Again, the idea is to glean article ideas, so look at the article titles rather than the entire article or post. For example, you have a niche that you would like people to be more interested in, so it is helpful to readers to tell them right out front what the benefits are—why should they be interested in your niche? If you have a blog associated with your website, then I encourage you to routinely ask your readers what they want to be seeing on your blog.
Newspapers are a useful tool in the ELT classroom for improving reading skills and enhancing students' knowledge of current affairs. Kate Joyce There is a danger of putting students off reading newspapers if articles are used in the same way as course books, with tedious comprehension activities.
If used in a more inspiring way, newspapers can help students to develop not only reading skills but also writing, grammar, vocabulary and speaking skills. Below are some tips and activities which I believe can help.
Use different newspapers to suit your students' tastes. If you are teaching in an area where English-language newspapers are produced for the local community, these may include articles and topics of particular interest and relevance to your students.
You don't need to have a great supply of newspapers in the classroom.
Most newspapers have an online version, where you can print off articles, e. It might be helpful to share strategies for reading. For example, How often do they use a dictionary? Do they take notes, or jot down new vocabulary?
Do they skim read to get a general idea of a text? Activities Guess the headline Cut out a number of headlines and from each one remove an interesting word e.
Stick the incomplete headlines on a piece of paper, photocopy and distribute to teams of students. Ask each team to come up with two possible answers for each headline: Collect all the responses and give each team a point for any correct answer, and for the funniest answers.
Choose eight key words from the article and write them on the board. Ask students to work in teams of to come up with a story including these words. Get students to read aloud their own versions - this can create a lot of laughs! Partners need to try and guess which of the facts are true and which have been changed.
Wall quiz Write a list of questions based on a selection of newspaper articles, and distribute the quiz to teams of students. Pin up the articles around the room and ask students to walk around the room trying to find the answers. The winning team is the first to find all the answers.

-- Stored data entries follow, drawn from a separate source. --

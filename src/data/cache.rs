use std::collections::HashMap;
use std::path::{Path, PathBuf};
use std::sync::Arc;
use std::time::SystemTime;

use super::loader::LoadError;
use super::model::Table;

/// Identity of a file on disk at one point in time.
#[derive(Debug, Clone, PartialEq, Eq, Hash)]
pub struct CacheKey {
    pub path: PathBuf,
    pub modified: SystemTime,
    pub len: u64,
}

impl CacheKey {
    /// Stat `path`. Fails when the file cannot be found or read.
    pub fn for_path(path: &Path) -> Result<Self, LoadError> {
        let io_err = |source| LoadError::Io {
            path: path.display().to_string(),
            source,
        };
        let path = path.canonicalize().map_err(io_err)?;
        let meta = std::fs::metadata(&path).map_err(io_err)?;
        Ok(Self {
            modified: meta.modified().map_err(io_err)?,
            len: meta.len(),
            path,
        })
    }
}

/// Loaded tables keyed by file identity and modification time.
///
/// Only the newest version of each path is kept: loading a file whose
/// timestamp or size changed replaces the stale entry.
#[derive(Debug, Default)]
pub struct TableCache {
    entries: HashMap<PathBuf, (CacheKey, Arc<Table>)>,
}

impl TableCache {
    pub fn new() -> Self {
        Self::default()
    }

    /// Return the cached table for `path`, or run `load` and remember it.
    pub fn get_or_load<F>(&mut self, path: &Path, load: F) -> Result<Arc<Table>, LoadError>
    where
        F: FnOnce(&Path) -> Result<Table, LoadError>,
    {
        let key = CacheKey::for_path(path)?;
        if let Some((cached_key, table)) = self.entries.get(&key.path) {
            if *cached_key == key {
                log::debug!("cache hit for {}", key.path.display());
                return Ok(Arc::clone(table));
            }
            log::debug!("{} changed on disk, reloading", key.path.display());
        }

        let table = Arc::new(load(&key.path)?);
        self.entries
            .insert(key.path.clone(), (key, Arc::clone(&table)));
        Ok(table)
    }

    /// Forget `path`. Returns whether anything was cached for it.
    pub fn invalidate(&mut self, path: &Path) -> bool {
        let path = path.canonicalize().unwrap_or_else(|_| path.to_path_buf());
        self.entries.remove(&path).is_some()
    }

    pub fn clear(&mut self) {
        self.entries.clear();
    }

    pub fn len(&self) -> usize {
        self.entries.len()
    }

    pub fn is_empty(&self) -> bool {
        self.entries.is_empty()
    }
}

This can be quite a lively activity! Presentations To encourage students to read newspapers in English on a more regular basis, organise short presentations at the beginning of each class.
Ask a different student at the end of each class to find an interesting newspaper article and to summarise it to the other students during the next class, explaining why they chose it.
This can lead to interesting discussions about current issues. Newspaper treasure hunt For this activity you will need a pile of old newspapers, enough to distribute amongst teams of students.
Tell them to cut out their 'treasures' and glue them next to the appropriate word in the list or make a note of the page number.Kids in Print: Publishing a School Newspaper, Second Edition [Mark Levin] on lausannecongress2018.com *FREE* shipping on qualifying offers.
Have you been looking for a handbook that contains everything you need to know to start a student newspaper in your school? Are you a newspaper advisor in need of some teacher-tested tips?
Whether your school newspaper . In this lesson, students will write a news article for the school newspaper. The lesson begins with a discussion about freedom of speech and the important role it plays in journalism.
Next, students will learn how to create news articles by developing ‘lead paragraphs’ and by using the ‘inverted pyramid’ model.
A couple reads the fine print on a lease and makes a list of questions before signing. Aug 02, · Ms. Wanzer led the students in a freewrite, a popular English class strategy of writing without stopping or judging.
First, she read aloud from “Bird by Bird,” Anne Lamott’s classic on.
Teen Ink, a national teen magazine, book series, and website devoted entirely to teenage writing, art, photos and forums. Students must be age to participate, register and/or submit work. As you know, newspaper writing style tends to have three levels: Headlines, leading phrases, and article content.
Each of these has its own style. This lesson focuses on calling students' attention to this type of writing style on a deeper, grammatical level.